The honeymoon phase of pastry school came to a screeching halt during the 6th week in the kitchen. Gone were the casual days of working at a relaxed pace, with a gentle “slap on the wrist” for mistakes. My class wasn’t performing up to expectations and our chef instructor made it extremely clear that our lackluster performance would no longer be tolerated.
I had often disregarded the disciplinary lectures thinking that they didn’t apply to me. I always listened intently during lecture and didn’t make mistakes on my mise en place. After all, I had been successful, consistently producing good quality products. Until the 6th week, when I struggled, and struggled a lot.
Vanilla Genoise with Italian Buttercream
Like many home bakers, I’ve been part of the crowd that believed butter + shortening + powdered sugar = buttercream. And while this formula does make a fluffy, white buttercream, albeit shockingly sweet, meringue based buttercreams are certainly worth exploring. The appearance is a striking, glossy white which is quickly upstaged by the silky texture.
Italian Meringue is made by heating sugar and water to the soft ball stage (240°F) and then streaming the hot sugar into whipped egg whites. My heart was racing as I slowly poured in the piping hot sugar into the soft egg whites, scared of deflating the whites and the possibility of incurring a sugar burn. I finished adding the sugar, let out a deep sigh of relief, and continued to whip the mixture to cool it off. The simple addition of cubes of room temperature butter transforms Italian meringue to Italian buttercream. My buttercream was shiny and voluminous, just the way we wanted.
We separated the genoise (from last week) into three layers, which were moistened with simple syrup and stacked with raspberry jam and our Italian buttercream. I was pleased with how my cake turned out; it was slightly domed in the middle but had fairly even levels and a nice sharp corner.
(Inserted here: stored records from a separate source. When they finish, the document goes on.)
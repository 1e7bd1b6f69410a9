//! Extraction, matching and scoring

pub mod extraction;
pub mod skills;
pub mod catalog;
pub mod embeddings;
pub mod embedding_manager;
pub mod analyzer;
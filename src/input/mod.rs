//! Input processing module
//! Handles file detection, text extraction, and input management

pub mod file_detector;
pub mod text_extractor;
pub mod manager;

pub use manager::InputManager;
With its use as a filling for cakes, tarts, and pâte à choux, and as a base for ice cream and souffles, pastry cream is something that every baker must master. I was eager to get started with my first attempt at pastry cream. I prepared my station with all of my tools, measured all of my ingredients, and jumped right in. Just after I tempered my eggs, the chef instructor appeared at my side, yelling…loudly. Just then I realized the magnitude of my mistakes- using the ingredients for pastry cream but following the method for crème anglaise. Yes, the honeymoon phase was certainly over.
Amid listening to the chef instructor, trying to explain my mistakes, and continue whisking, I burned the so-called pastry cream. I continued as best I could, but the pastry cream was completely ruined. I labeled it “gross pastry cream”, put in the refrigerator, and tried to press on with the day.
Crème Bavarois, or Bavarian Cream, is one of my new favorite desserts, featuring one of my most liked flavors, vanilla. Bavarian cream is similar in texture to a mousse, but is typically a molded, sweet dessert. Mousse, on the other hand, can be molded or free form, savory or sweet.
To make Bavarian cream, we thickened crème anglaise (vanilla sauce) with gelatin, and lightened it with whipped cream. Working quickly, we poured the mixture into small molds and chilled them until set up. The following day we completed them with a raspberry mirror glaze, flavored whipped cream, and a fresh raspberry.
After an arduous day in the kitchen, I was relieved to be done. I felt tired, drained, and defeated. I worked out my frustration with a long run, and in doing so gained a good perspective about the day’s lessons. I reeled in my dramatic response to my mistakes, and understood that this is part of learning and growing as a pastry student. I am in school to learn, and that is exactly what I did. And, I know that I’ll never confuse crème patisserie and crème anglaise again.